For the first time, Missouri Department of Conservation (MDC) biologists put identification bands on all the falcon chicks hatched at the Commerce Tower nest. Prior, they only banded the occasional young bird from that nest if it happened to tire during first flight and landed exhausted on the sidewalk below. A nest box on a ledge two stories below the roof had been to inaccessible to biologists, until Perez and Sosa used their window washing techniques to reach they nest. Sosa put the chicks in a bucket and biologists hoisted them up to the rooftop, banded them in a quiet room, and then Sosa put them back in the nest box.

“He got nervous,” Perez said, interpreting for Sosa. “He thought the big birds (parents) might want to hit him.”

The parents flew about and squawked but did not dive bomb the banding crew. In the end, the youngsters were back in the nests with bands that may tell biologists future stories about their travels.

Leg bands help biologists track falcon population numbers and movement. For this parental pair, the male did not have a leg band, but the female did and biologists were able to read the number.

“The female is a bird we banded at Iatan (Power Plant) in 2015,” said Joe DeBold, MDC urban wildlife biologist. “She’s actually a local bird that has taken over this nest at Commerce Tower.”

MDC first released young falcons on the Commerce Tower roof in 1991 and 1992. Peregrines are acrobatic flyers, cliff nesting birds originally, that can dive at up to 200 mph to snatch food. They are endangered in Missouri.
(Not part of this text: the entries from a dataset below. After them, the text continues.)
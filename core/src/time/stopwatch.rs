use std::time::Instant;

use super::Seconds;

/// Source of elapsed time between two transport polls.
pub trait Stopwatch {
  /// Time since the last restart, frozen while stopped.
  fn elapsed(&self) -> Seconds;

  /// Resets the elapsed time to zero and starts running.
  fn restart(&mut self);

  fn stop(&mut self);

  fn is_running(&self) -> bool;
}

#[derive(Debug, Clone)]
pub struct MonotonicStopwatch {
  started: Option<Instant>,
  frozen: Seconds,
}

impl MonotonicStopwatch {
  pub fn new() -> MonotonicStopwatch {
    MonotonicStopwatch {
      started: None,
      frozen: 0.0,
    }
  }
}

impl Default for MonotonicStopwatch {
  fn default() -> MonotonicStopwatch {
    MonotonicStopwatch::new()
  }
}

impl Stopwatch for MonotonicStopwatch {
  fn elapsed(&self) -> Seconds {
    self
      .started
      .map_or(self.frozen, |started| started.elapsed().as_secs_f64())
  }

  fn restart(&mut self) {
    self.frozen = 0.0;
    self.started = Some(Instant::now());
  }

  fn stop(&mut self) {
    self.frozen = self.elapsed();
    self.started = None;
  }

  fn is_running(&self) -> bool {
    self.started.is_some()
  }
}

///! Stopwatch driven by hand, for offline rendering and tests
#[derive(Debug, Clone)]
pub struct ManualStopwatch {
  now: Seconds,
  started_at: Seconds,
  stopped_at: Option<Seconds>,
}

impl ManualStopwatch {
  pub fn new() -> ManualStopwatch {
    ManualStopwatch {
      now: 0.0,
      started_at: 0.0,
      stopped_at: Some(0.0),
    }
  }

  pub fn advance(&mut self, delta: Seconds) {
    self.now += delta.max(0.0);
  }
}

impl Default for ManualStopwatch {
  fn default() -> ManualStopwatch {
    ManualStopwatch::new()
  }
}

impl Stopwatch for ManualStopwatch {
  fn elapsed(&self) -> Seconds {
    self.stopped_at.unwrap_or(self.now) - self.started_at
  }

  fn restart(&mut self) {
    self.started_at = self.now;
    self.stopped_at = None;
  }

  fn stop(&mut self) {
    if self.stopped_at.is_none() {
      self.stopped_at = Some(self.now);
    }
  }

  fn is_running(&self) -> bool {
    self.stopped_at.is_none()
  }
}

#[cfg(test)]
mod test {

  use approx::assert_abs_diff_eq;

  use super::{ManualStopwatch, MonotonicStopwatch, Stopwatch};

  #[test]
  pub fn manual_stopwatch() {
    let mut stopwatch = ManualStopwatch::new();
    stopwatch.advance(1.0);
    assert_eq!(stopwatch.elapsed(), 0.0);
    assert!(!stopwatch.is_running());

    stopwatch.restart();
    stopwatch.advance(0.25);
    stopwatch.advance(0.25);
    assert_abs_diff_eq!(stopwatch.elapsed(), 0.5);

    stopwatch.stop();
    stopwatch.advance(1.0);
    assert_abs_diff_eq!(stopwatch.elapsed(), 0.5);

    stopwatch.restart();
    assert_eq!(stopwatch.elapsed(), 0.0);
  }

  #[test]
  pub fn manual_stopwatch_default_is_stopped() {
    let mut stopwatch = ManualStopwatch::default();
    assert!(!stopwatch.is_running());
    stopwatch.advance(1.0);
    assert_eq!(stopwatch.elapsed(), 0.0);
  }

  #[test]
  pub fn monotonic_stopwatch() {
    let mut stopwatch = MonotonicStopwatch::new();
    assert_eq!(stopwatch.elapsed(), 0.0);
    stopwatch.restart();
    assert!(stopwatch.is_running());
    let first = stopwatch.elapsed();
    assert!(stopwatch.elapsed() >= first);
    stopwatch.stop();
    let frozen = stopwatch.elapsed();
    assert_eq!(stopwatch.elapsed(), frozen);
    assert!(!stopwatch.is_running());
  }
}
Biologists hoped they would use the downtown skyscrapers like cliff ledges and begin feeding on nuisance birds such as pigeons.

Falcons cooperated. The first successful nest in the Kansas City area occurred in 1997. Since then, other nest boxes have been placed on the sides of power plant smokestacks or on the upper ledges of tall buildings. Those efforts, along with elimination of the pesticide DDT that weakened egg shells, have helped the fast-flying raptors rebound in Kansas City and other metro areas in the Midwest.

MDC biologists banded 22 peregrine falcon chicks this spring at six locations in the Kansas City area. Also, biologists are monitoring a new nest in the city. They are also keeping track of a nest site successful in the past in mid-Missouri that weather may have harmed this year. The falcon program is a partnership between MDC, USDA Wildlife Services, and private businesses.